- Python Version: 3.6.5
Since the hOCR files are good representation of the *.pdf files. For this work I have relaxed the fact that there could be mistakes in the file and has to be taken care. (Note: Again few errors are there in the hOCR. e.g: "Invoice Number" in 4th PDF has detected 1 instead of l). This mistakes can be taken care at the pre processing point by applying corrections.
Problem Statement:
Given a file extract KEY:VALUE
pairs from the file with some confidence score S{i} and provide training/feedback mechanism for correction of mistakes.
Solution:
For the given samples of document and assuming to be coming homogeneously from the population it can be assumed that the rule would be more or less rigid for same templates. Here the documents are generated via computers and have fixed format.
Is the document valid
- In many cases the document could be in other language. In such cases it is necessary to convert the document to ENGLISH.
- This could be done via using naive-bayes approach or something of similar level as the accuracies are already saturated for such jobs.
Extracting the data from the document
- To extract data from the document, libraries such as
beautifulsoup
could be used. Each line could be stored as anOBJECT
with properties such as the value, position in the document(Page Number, Co-ordinates). - We call this independent line (
textBox
) as an element oftextBlob
.
Finding out the keys in the document
- The VALUES could only be correctly identified if the KEYS are correctly located in the document. To locate KEYS in the document similarity check could be done on the textBox extracted above.
- The similarity check will give us all the possible candidates for the KEYS.
- Problems:
- For example while searching for "INVOICE NUMBER" many field like "Invoice, Invoice Date, Invoice No" would come as possible candidate
- Workaround:
- In order to eliminate the false positives, we can give weightage to the keys to look for and the keys not to look for.
KEY_INVOICE_NUMBER = {"invoice": 0.7, "number": 0.25, "No": 0.2, "#": 0.2, ":": 0.23, "date": -0.7}
- Similarity could be measured by calculating the weighted sum of keys-score on word level. Other methods of similarity were too complex and not suitable here. e.g. Weighted score for char-level and word-level similarity
Finding the Values
- From Keys
- Its possible that the textBox having the key is also having the VALUE. e.g: "Invoice No. : 23453"
- In the case mentioned above we look for such possibility and try to extract Value if it seems to be there
- One way to find out if the value is there or not is by using the symbol ":". In many cases ":" denotes the next horizontal precedence as the VALUE for the key.
- If the key is not there we move to guess it from the near textBox available.
- It could be made a rule at this level about discarding the values not relevant based on the position of textBox. E.g it is irrelevant to have a total amount on the top right corner. (For the sample document given.)
- From Near Regions
- We can start looking at the nearest regions one by one and would only proceed to the next region if the VALUE isn't found.
- In order to look into the nearest regions we need to rank them in a manner that the textbox containing the value comes up to the top.
- This could be done by using Euclidean Distance and static rules like the value should be on the right, bottom or at a point with a static rule defining the preferences. This rules can be formulated to work according to the sample we have.
Automating the process, Accuracy, Feedback mechanism and other factors
- The values for threshold in rules such as the weightage for words in the keys, the relaxation in error in marking the hOCR box, and thresholds for static rules could be learned from the documents and could be used.

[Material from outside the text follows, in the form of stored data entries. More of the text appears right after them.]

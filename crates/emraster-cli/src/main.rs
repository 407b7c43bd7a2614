//! emraster CLI: create file rasters, run block-streamed arithmetic, inspect plans.

use std::error::Error;
use std::path::{Path, PathBuf};

use clap::{Parser, Subcommand};
use tracing_subscriber::{layer::SubscriberExt, util::SubscriberInitExt, EnvFilter, Registry};

use emraster_core::config::EngineConfig;
use emraster_core::geometry::{Extent, Geometry};
use emraster_exec::{Engine, Operand};
use emraster_io::{Destination, Raster, WriteOptions};
use emraster_operators::ArithOp;
use emraster_sched::{plan_for, validate_plan};

type CliResult<T> = Result<T, Box<dyn Error>>;

#[derive(Parser)]
#[command(name = "emraster")]
#[command(about = "Block-streaming raster arithmetic under a hard memory cap", long_about = None)]
struct Cli {
    #[command(subcommand)]
    command: Commands,
}

#[derive(Subcommand)]
enum Commands {
    /// Write a file raster filled with a constant or a repeated value sequence
    Create {
        /// Output data file (geometry goes to `<out>.json`)
        #[arg(short, long)]
        out: PathBuf,

        #[arg(long)]
        rows: usize,

        #[arg(long)]
        cols: usize,

        #[arg(long, default_value_t = 1)]
        layers: usize,

        /// Comma-separated cell values, recycled over all cells; `NA` is missing
        #[arg(long, default_value = "0")]
        values: String,

        /// Extent as `xmin,xmax,ymin,ymax` (defaults to one unit per cell)
        #[arg(long)]
        extent: Option<String>,

        #[arg(long, default_value = "")]
        crs: String,

        #[arg(long)]
        overwrite: bool,
    },

    /// Apply an arithmetic or comparison operator cell by cell
    Arith {
        /// Left-hand raster file
        #[arg(long)]
        lhs: PathBuf,

        /// Right-hand raster file
        #[arg(long, conflicts_with_all = ["scalar", "vector"])]
        rhs: Option<PathBuf>,

        /// Right-hand scalar
        #[arg(long, allow_hyphen_values = true, conflicts_with = "vector")]
        scalar: Option<f64>,

        /// Right-hand per-layer values, comma-separated
        #[arg(long, allow_hyphen_values = true)]
        vector: Option<String>,

        /// One of + - * / % ^ == != > < >= <=
        #[arg(long, allow_hyphen_values = true)]
        op: String,

        /// Put the scalar/vector operand on the left
        #[arg(long)]
        reverse: bool,

        /// Output data file
        #[arg(short, long)]
        out: PathBuf,

        /// Memory cap in bytes (overrides EMRASTER_MEM_CAP_BYTES)
        #[arg(long)]
        memory_cap: Option<usize>,

        /// Rows per block (overrides EMRASTER_BLOCK_ROWS)
        #[arg(long)]
        block_rows: Option<usize>,

        #[arg(long)]
        overwrite: bool,
    },

    /// Show the block plan a raster would stream with (EXPLAIN)
    Explain {
        #[arg(short, long)]
        input: PathBuf,

        /// Memory cap in bytes (for planning)
        #[arg(long, default_value = "268435456")] // 256MB default
        memory_cap: usize,

        #[arg(long)]
        block_rows: Option<usize>,

        /// Plan for raster-with-raster arithmetic (two live buffers)
        #[arg(long)]
        pairwise: bool,
    },

    /// Print geometry and a per-layer value summary
    Info {
        #[arg(short, long)]
        input: PathBuf,
    },
}

fn main() {
    init_tracing();
    let cli = Cli::parse();

    let result = match cli.command {
        Commands::Create {
            out,
            rows,
            cols,
            layers,
            values,
            extent,
            crs,
            overwrite,
        } => create(&out, rows, cols, layers, &values, extent.as_deref(), &crs, overwrite),
        Commands::Arith {
            lhs,
            rhs,
            scalar,
            vector,
            op,
            reverse,
            out,
            memory_cap,
            block_rows,
            overwrite,
        } => {
            let mut config = EngineConfig::from_env();
            apply_overrides(&mut config, memory_cap, block_rows, overwrite);
            arith(&lhs, rhs, scalar, vector, &op, reverse, &out, config)
        }
        Commands::Explain {
            input,
            memory_cap,
            block_rows,
            pairwise,
        } => explain(&input, memory_cap, block_rows, pairwise),
        Commands::Info { input } => info(&input),
    };

    if let Err(e) = result {
        eprintln!("Error: {}", e);
        std::process::exit(1);
    }
}

fn init_tracing() {
    let filter = EnvFilter::try_from_default_env().unwrap_or_else(|_| EnvFilter::new("info"));
    let fmt_layer = tracing_subscriber::fmt::layer()
        .with_target(true)
        .with_writer(std::io::stderr);
    let _ = Registry::default().with(filter).with(fmt_layer).try_init();
}

/// CLI flags win over the environment.
fn apply_overrides(
    cfg: &mut EngineConfig,
    memory_cap: Option<usize>,
    block_rows: Option<usize>,
    overwrite: bool,
) {
    if let Some(cap) = memory_cap {
        cfg.mem_cap_bytes = cap;
    }
    if let Some(rows) = block_rows {
        cfg.block_rows_hint = Some(rows);
    }
    if overwrite {
        cfg.overwrite = true;
    }
}

/// Comma-separated numbers; `NA`/`NaN` (any case) is a missing value.
fn parse_values(s: &str) -> CliResult<Vec<f64>> {
    s.split(',')
        .map(str::trim)
        .filter(|t| !t.is_empty())
        .map(|t| {
            if t.eq_ignore_ascii_case("na") || t.eq_ignore_ascii_case("nan") {
                Ok(f64::NAN)
            } else {
                t.parse::<f64>()
                    .map_err(|e| -> Box<dyn Error> { format!("bad value '{t}': {e}").into() })
            }
        })
        .collect()
}

fn parse_extent(s: &str) -> CliResult<Extent> {
    match parse_values(s)?.as_slice() {
        [xmin, xmax, ymin, ymax] if [xmin, xmax, ymin, ymax].iter().all(|v| v.is_finite()) => {
            Ok(Extent::new(*xmin, *xmax, *ymin, *ymax))
        }
        _ => Err(format!("extent must be four finite numbers, got '{s}'").into()),
    }
}

#[allow(clippy::too_many_arguments)]
fn create(
    out: &Path,
    rows: usize,
    cols: usize,
    layers: usize,
    values: &str,
    extent: Option<&str>,
    crs: &str,
    overwrite: bool,
) -> CliResult<()> {
    let values = parse_values(values)?;
    if values.is_empty() {
        return Err("no values to fill with".into());
    }
    let mut geometry = Geometry::grid(rows, cols);
    if let Some(e) = extent {
        geometry.extent = parse_extent(e)?;
    }
    geometry.crs = crs.to_string();

    let mut cfg = EngineConfig::from_env();
    cfg.overwrite |= overwrite;
    let opts = WriteOptions::from_config(&cfg).with_destination(Destination::File(out.to_path_buf()));
    let raster = write_filled(geometry, layers, &values, &opts)?;

    println!("✓ Created {}", out.display());
    println!(
        "  {} rows x {} cols x {} layers",
        raster.nrow(),
        raster.ncol(),
        raster.nlyr()
    );
    Ok(())
}

/// Stream `values`, recycled in layer-major cell order, into a new raster.
fn write_filled(
    geometry: Geometry,
    nlyr: usize,
    values: &[f64],
    opts: &WriteOptions,
) -> CliResult<Raster> {
    let mut raster = Raster::empty(geometry, nlyr);
    let ncol = raster.ncol();
    let ncell = raster.ncell();
    {
        let mut writer = raster.write_start(opts)?;
        let plan = writer.plan().clone();
        for (i, block) in plan.iter().enumerate() {
            let mut cells = Vec::with_capacity(block.ncells(ncol, nlyr));
            for layer in 0..nlyr {
                let from = layer * ncell + block.start_row * ncol;
                let to = from + block.nrows * ncol;
                cells.extend((from..to).map(|k| values[k % values.len()]));
            }
            writer.write_block(i, &cells)?;
        }
        writer.finish()?;
    }
    Ok(raster)
}

#[allow(clippy::too_many_arguments)]
fn arith(
    lhs: &Path,
    rhs: Option<PathBuf>,
    scalar: Option<f64>,
    vector: Option<String>,
    op: &str,
    reverse: bool,
    out: &Path,
    config: EngineConfig,
) -> CliResult<()> {
    let engine = Engine::try_new(config)?;
    let lhs = Raster::open(lhs)?;
    let rhs_raster = rhs.map(Raster::open).transpose()?;

    let operand = match (&rhs_raster, scalar, vector) {
        (Some(r), _, _) => Operand::Raster(r),
        (None, Some(x), _) => Operand::Scalar(x),
        (None, None, Some(v)) => Operand::PerLayer(parse_values(&v)?),
        (None, None, None) => return Err("one of --rhs, --scalar or --vector is required".into()),
    };

    let opts = engine
        .write_options()
        .with_destination(Destination::File(out.to_path_buf()));
    let result = engine.arith_with(&lhs, operand, op, reverse, &opts);
    if let Some(e) = result.error() {
        return Err(e.clone().into());
    }

    println!("✓ Wrote {}", out.display());
    if let Some(manifest) = result.manifest() {
        println!("  Duration: {}ms", manifest.duration_ms());
        println!("  Blocks: {}", manifest.blocks_written);
        println!("  Peak bytes: {}", manifest.peak_bytes);
        println!("  Plan hash: {}", manifest.plan_hash);
        println!("{}", serde_json::to_string_pretty(manifest)?);
    }
    Ok(())
}

fn explain(
    input: &Path,
    memory_cap: usize,
    block_rows: Option<usize>,
    pairwise: bool,
) -> CliResult<()> {
    let raster = Raster::open(input)?;
    let layers = if pairwise {
        vec![raster.nlyr(), raster.nlyr()]
    } else {
        vec![raster.nlyr()]
    };
    let plan = plan_for(raster.nrow(), raster.ncol(), &layers, memory_cap, block_rows);
    validate_plan(&plan, raster.nrow())?;

    println!("Block Plan");
    println!("==========");
    println!();
    println!(
        "Memory Cap: {} bytes ({:.2} MB)",
        memory_cap,
        memory_cap as f64 / 1_048_576.0
    );
    println!(
        "Grid: {} rows x {} cols x {} layers",
        raster.nrow(),
        raster.ncol(),
        raster.nlyr()
    );
    println!("Live buffers: {}", layers.len());
    println!("  Rows per block: {}", plan.max_rows());
    println!("  Total blocks: {}", plan.len());
    println!();
    for (i, block) in plan.iter().enumerate() {
        println!(
            "  {}. rows {}..{} ({} rows)",
            i + 1,
            block.start_row,
            block.end_row(),
            block.nrows
        );
    }
    println!();
    let symbols: Vec<&str> = ArithOp::ALL.iter().map(|op| op.symbol()).collect();
    println!("Operators: {}", symbols.join(" "));
    Ok(())
}

/// Per-layer value summary.
#[derive(Debug, Clone, Copy, PartialEq)]
struct LayerSummary {
    cells: usize,
    na: usize,
    min: f64,
    max: f64,
    sum: f64,
}

impl Default for LayerSummary {
    fn default() -> Self {
        Self {
            cells: 0,
            na: 0,
            min: f64::INFINITY,
            max: f64::NEG_INFINITY,
            sum: 0.0,
        }
    }
}

impl LayerSummary {
    fn add(&mut self, cells: &[f64]) {
        for &v in cells {
            self.cells += 1;
            if v.is_nan() {
                self.na += 1;
            } else {
                self.min = self.min.min(v);
                self.max = self.max.max(v);
                self.sum += v;
            }
        }
    }

    fn mean(&self) -> Option<f64> {
        let n = self.cells - self.na;
        (n > 0).then(|| self.sum / n as f64)
    }
}

/// Stream the raster block by block and summarize each layer.
fn summarize(raster: &Raster, mem_cap: usize) -> CliResult<Vec<LayerSummary>> {
    let plan = plan_for(raster.nrow(), raster.ncol(), &[raster.nlyr()], mem_cap, None);
    let reader = raster.read_start()?;
    let mut out = vec![LayerSummary::default(); raster.nlyr()];
    let mut cells = Vec::new();
    for (i, block) in plan.iter().enumerate() {
        cells.clear();
        reader.read_block_into(&plan, i, &mut cells)?;
        let layer_len = block.ncells(raster.ncol(), 1);
        if layer_len == 0 {
            continue;
        }
        for (summary, chunk) in out.iter_mut().zip(cells.chunks(layer_len)) {
            summary.add(chunk);
        }
    }
    reader.close()?;
    Ok(out)
}

fn info(input: &Path) -> CliResult<()> {
    let raster = Raster::open(input)?;
    let g = raster.geometry();
    println!("Raster {}", input.display());
    println!("  Dimensions: {} rows x {} cols x {} layers", g.nrow, g.ncol, raster.nlyr());
    println!(
        "  Extent: {} {} {} {}",
        g.extent.xmin, g.extent.xmax, g.extent.ymin, g.extent.ymax
    );
    println!("  Resolution: {} x {}", g.xres(), g.yres());
    if !g.crs.is_empty() {
        println!("  CRS: {}", g.crs);
    }
    let cfg = EngineConfig::from_env();
    for (l, s) in summarize(&raster, cfg.mem_cap_bytes)?.iter().enumerate() {
        match s.mean() {
            Some(mean) => println!(
                "  Layer {}: min {} max {} mean {:.4} ({} NA of {})",
                l, s.min, s.max, mean, s.na, s.cells
            ),
            None => println!("  Layer {}: all {} cells NA", l, s.cells),
        }
    }
    Ok(())
}
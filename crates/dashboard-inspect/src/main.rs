//! dashboard-inspect binary.
//!
//! Loads a dashboard payload file into a [`Metadata`] record as an open
//! stream and prints it, either decoded to text or copied through as raw
//! bytes. Reads `inspect.toml` (or the path given with `--config`) and
//! `DASHBOARD_*` environment variables; flags override both.

mod settings;

use std::{
  fs::File,
  io::{self, Write},
  path::{Path, PathBuf},
};

use anyhow::Context as _;
use chrono::{DateTime, Utc};
use clap::Parser;
use dashboard_metadata::{ContentKind, ContentStream, Metadata};
use serde::Serialize;
use tracing::level_filters::LevelFilter;
use tracing_subscriber::EnvFilter;

use settings::{InspectConfig, Mode};

#[derive(Parser)]
#[command(author, version, about = "Inspect a stored dashboard payload")]
struct Cli {
  /// Dashboard payload file.
  path: PathBuf,

  /// Path to the TOML configuration file.
  #[arg(short, long, default_value = "inspect.toml")]
  config: PathBuf,

  /// Output mode; overrides the configuration file.
  #[arg(long, value_enum)]
  mode: Option<Mode>,

  /// Owner to record; overrides the configuration file.
  #[arg(long)]
  owner: Option<String>,

  /// Mark the dashboard as shared.
  #[arg(long)]
  shared: bool,

  /// Print a JSON summary of the record after the content.
  #[arg(long)]
  summary: bool,
}

/// Attribute snapshot printed with `--summary`.
#[derive(Serialize)]
struct Summary<'a> {
  id:                Option<&'a str>,
  name:              Option<&'a str>,
  owner:             Option<&'a str>,
  shared:            bool,
  created_time:      DateTime<Utc>,
  last_updated_time: DateTime<Utc>,
  content_kind:      Option<ContentKind>,
}

fn main() -> anyhow::Result<()> {
  tracing_subscriber::fmt()
    .with_writer(io::stderr)
    .with_env_filter(
      EnvFilter::builder()
        .with_default_directive(LevelFilter::INFO.into())
        .from_env_lossy(),
    )
    .init();

  let cli = Cli::parse();
  let cfg = InspectConfig::load(cli.config.clone())?;

  let mode = cli.mode.unwrap_or(cfg.mode);
  let owner = cli.owner.clone().or(cfg.owner);
  let shared = cli.shared || cfg.shared;

  let mut metadata = load(&cli.path, owner, shared)?;
  tracing::info!(
    path = %cli.path.display(),
    id = metadata.id().unwrap_or_default(),
    ?mode,
    "loaded dashboard"
  );

  let stdout = io::stdout();
  let mut out = stdout.lock();
  match mode {
    Mode::Text => {
      let text = metadata.content().context("failed to decode content")?;
      writeln!(out, "{text}")?;
    }
    Mode::Stream => {
      let mut reader = metadata
        .content_stream()
        .context("failed to open content stream")?;
      io::copy(&mut reader, &mut out).context("failed to copy content")?;
      writeln!(out)?;
    }
  }

  if cli.summary {
    let summary = Summary {
      id:                metadata.id(),
      name:              metadata.name(),
      owner:             metadata.owner(),
      shared:            metadata.is_shared(),
      created_time:      metadata.created_time(),
      last_updated_time: metadata.last_updated_time(),
      content_kind:      metadata.content_kind(),
    };
    serde_json::to_writer_pretty(&mut out, &summary)?;
    writeln!(out)?;
  }

  Ok(())
}

/// Build a record around `path`, with the file left open as its content.
fn load(
  path: &Path,
  owner: Option<String>,
  shared: bool,
) -> anyhow::Result<Metadata> {
  let file = File::open(path)
    .with_context(|| format!("failed to open {path:?}"))?;
  let modified = file
    .metadata()
    .and_then(|m| m.modified())
    .map(DateTime::<Utc>::from)
    .unwrap_or_else(|_| Utc::now());

  let mut metadata = Metadata::new();
  if let Some(stem) = path.file_stem() {
    metadata.set_id(stem.to_string_lossy());
  }
  if let Some(name) = path.file_name() {
    metadata.set_name(name.to_string_lossy());
  }
  if let Some(owner) = owner {
    metadata.set_owner(owner);
  }
  metadata.set_shared(shared);
  metadata.set_created_time(modified);
  metadata.set_last_updated_time(modified);
  metadata.set_content(ContentStream::from_reader(file));
  Ok(metadata)
}
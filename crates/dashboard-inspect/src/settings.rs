//! Runtime configuration for `dashboard-inspect`.

use std::path::PathBuf;

use anyhow::Context as _;
use serde::Deserialize;

/// How the loaded payload is written to stdout.
#[derive(Debug, Clone, Copy, Default, PartialEq, Eq, Deserialize, clap::ValueEnum)]
#[serde(rename_all = "lowercase")]
pub enum Mode {
  /// Decoded text, lines joined.
  #[default]
  Text,
  /// Raw bytes, copied through unchanged.
  Stream,
}

/// Settings read from the TOML file and `DASHBOARD_*` environment variables.
#[derive(Debug, Clone, Default, Deserialize)]
#[serde(default)]
pub struct InspectConfig {
  /// Owner recorded on the loaded dashboard.
  pub owner:  Option<String>,
  pub shared: bool,
  pub mode:   Mode,
}

impl InspectConfig {
  /// Load from `path` (optional) layered under the environment.
  pub fn load(path: PathBuf) -> anyhow::Result<Self> {
    let settings = config::Config::builder()
      .add_source(config::File::from(path).required(false))
      .add_source(config::Environment::with_prefix("DASHBOARD"))
      .build()
      .context("failed to read config file")?;

    settings
      .try_deserialize()
      .context("failed to deserialise InspectConfig")
  }
}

- This learning can also be made user interactive to take feedback and change the values. This will allow user to kind of train the model in long run and automate the process.
- The accuracy depends on many factor and I personally prefer to give a score that is the weighted dot product of different steps introduced in the extraction process.
- Using Database or K-d tree to store textBlob for faster queries to extract the nearest region and text.
- Using Multitheading on file level / key level to speed up the extraction.
- Extracting relevant tables:
- Relevant tables could be extracted using and identifiers present in the hOCR output. To further get specific tables related to the quantity and purchase history the total amount could be used.
- For most of the use case the total amount is on the right end of the table in consideration. This information could be used to extract the right table.